The institution had been started as a business venture by George Bevan Coode, an eminent barrister and secretary to the Poor Law Commission in London. His superintendent was Charles Mott, an ambitious and ruthless character who himself had been a Poor Law Commissioner. 

The pair saw the chance to make their fortunes by keeping down the running costs of the asylum and use the residents as cheap labour for its farming activities. Over the course of eighteen months, they drew in hundreds of paupers from hard-pressed parishes across the country, eager to save the ratepayers' money. 


Haydock Lodge Asylum


The licence for the establishment was for forty private and 160 pauper lunatics but the asylum continued to grow, reaching its peak with a license for 450 patients confined in its accommodations, the largest regional asylum in the country. The inmates lived in appalling conditions and were starved, mistreated and neglected, all for profit. The results were predictable, the vile conditions led to disease and a high mortality rate, in a period of twelve months, over a quarter of the patients died.

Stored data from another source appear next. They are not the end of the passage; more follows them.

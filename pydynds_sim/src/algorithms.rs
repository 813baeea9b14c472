//! Built-in algorithms.
//!
//! Neither solves anything; they exist to drive the simulation and to
//! exercise the message/computation accounting end to end.

use crate::algorithm::{Algorithm, AlgorithmArgs, AlgorithmContext};

use async_trait::async_trait;
use pydynds_env::{DcopSnapshot, NodeId};
use rand::seq::SliceRandom;
use rand::Rng;
use rand::SeedableRng;
use rand_chacha::ChaCha8Rng;
use serde_json::json;
use std::sync::Mutex;

/// Sends one fixed 3x3 hypercube from `v1` to `v2` every cycle.
#[derive(Debug, Default)]
pub struct SampleAlgorithm;

impl SampleAlgorithm {
    pub const NAME: &'static str = "sample_algorithm";

    pub fn build(_args: &AlgorithmArgs) -> Box<dyn Algorithm> {
        Box::new(Self)
    }
}

#[async_trait]
impl Algorithm for SampleAlgorithm {
    fn name(&self) -> &str {
        Self::NAME
    }

    async fn run(&self, ctx: &AlgorithmContext) {
        ctx.send_message("v1", "v2", json!([[1, 2, 3], [4, 5, 6], [7, 8, 9]]));
    }
}

/// Picks a random pair of variables from the view each cycle, records a
/// local computation at the sender and a message to the receiver.
pub struct RandomExchange {
    rng: Mutex<ChaCha8Rng>,
}

impl RandomExchange {
    pub const NAME: &'static str = "random_exchange";

    pub fn new(seed: u64) -> Self {
        Self {
            rng: Mutex::new(ChaCha8Rng::seed_from_u64(seed)),
        }
    }

    pub fn build(args: &AlgorithmArgs) -> Box<dyn Algorithm> {
        Box::new(Self::new(args.seed))
    }

    /// Variable names listed under `"variables"` in the snapshot.
    fn variables(snapshot: &DcopSnapshot) -> Vec<NodeId> {
        snapshot
            .as_value()
            .get("variables")
            .and_then(|v| v.as_array())
            .map(|names| {
                names
                    .iter()
                    .filter_map(|name| name.as_str())
                    .map(NodeId::from)
                    .collect()
            })
            .unwrap_or_default()
    }
}

#[async_trait]
impl Algorithm for RandomExchange {
    fn name(&self) -> &str {
        Self::NAME
    }

    fn check_input(&self, ctx: &AlgorithmContext) -> bool {
        ctx.view()
            .map_or(false, |view| Self::variables(&view).len() >= 2)
    }

    async fn run(&self, ctx: &AlgorithmContext) {
        let Some(view) = ctx.view() else { return };
        let variables = Self::variables(&view);

        let (pair, value) = {
            let mut rng = self.rng.lock().unwrap_or_else(|poisoned| poisoned.into_inner());
            let pair: Vec<NodeId> = variables.choose_multiple(&mut *rng, 2).cloned().collect();
            let value: u32 = rng.gen_range(0..10);
            (pair, value)
        };
        let Ok([source, destination]) = <[NodeId; 2]>::try_from(pair) else {
            return;
        };

        ctx.record_computation(source.clone(), json!({ "value": value }));
        ctx.send_message(source, destination, json!({ "value": value }));
    }
}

The disgraceful conditions were exposed by Revd Owen Roberts, a Welsh vicar who visited the Lodge to accompany a fellow priest home after being discharged. He wrote to ‘The Times’ newspaper and the case was taken up by Thomas Wakley, MP for Finsbury in London. 

Wakley, a radical social reformer was also a surgeon and founding editor of the Lancet medical publication. He asked questions in Parliament which almost brought down the Government of the day, but eventually the scandal led to changes in the laws governing the treatment of the mentally ill.

(Haydock Lodge continued in use, adjacent to Haydock Park racecourse, up to its demolition in 1970, the Post House Hotel, now the Holiday Inn was later built on the site.)


The Manor House 

After his marriage in 1877 John Dean took over the tenancy of the 182 acre Prescott’s Farm on Pimbo Lane, where he employed four men and two boys. By 1891 John and Ann were living in the Manor House in Crawford Village with their seven children, four boys and three girls. Four years previously they had lost their son Thomas aged two. 


The Manor House 1884. Ann Dean with four of her children, Helen, Susannah, Josiah, and Ann


(The Manor House was thought to have originally been built by Christopher Pennington of Up Holland (1681-1734) and has the date 1718 on the porch. It was listed as a Grade II star building in 1952 by Heritage England. It was subsequently listed under the Planning (Listed Buildings and Conservation Areas) Act 1990 as of being of special architectural or historic interest.  When sold for redevelopment in the 1980s, the Manor House was partially derelict, the upper two floors on one side had fallen in, along with most of the roof. Approximately a third of the exterior required rebuilding, at the same time the 14 bedrooms were reconfigured. The property has now been restored to its former glory).  


The Manor House, Crawford Village, 2023


Tragedy Strikes 

On Friday 7 December 1894, sixteen year old Helen Dean, John and Ann’s eldest child, welcomed her school friend Sarah Ainsworth, who lived at 46 Upper Dicconson Street, Wigan to Manor House Farm where she was to stay the weekend. 

The next afternoon, the two girls joined a shooting party on Upholland Moor, organised by her father who had invited four other guests. They were accompanied by gamekeeper William Lawrenson who lived in Moss Cottage at nearby Digmoor. 

The party formed a line abreast of each other as they walked across the moor, William Lawrenson who was on the extreme right carried a loaded and cocked double barrel shotgun over his left arm. Suddenly the left hand barrel of the weapon discharged, hitting Helen - who was stooping to pick up something off the floor - on the right side of her body and fracturing an elbow. Her corset took a lot of the impact but the wounds were still severe.

Still conscious, she was taken back to the Manor House where a doctor was called to tend to her wounds. However her condition deteriorated over the weekend and she died on Monday morning, 10 December. 

Two days later an inquiry was held at the Balcarres Arms in Crawford Village by the County Coroner, Mr. Samuel Brighouse. After hearing all the evidence from witnesses the foreman of the jury returned a verdict of accidental death. Helen was buried in All Saints graveyard in Rainford.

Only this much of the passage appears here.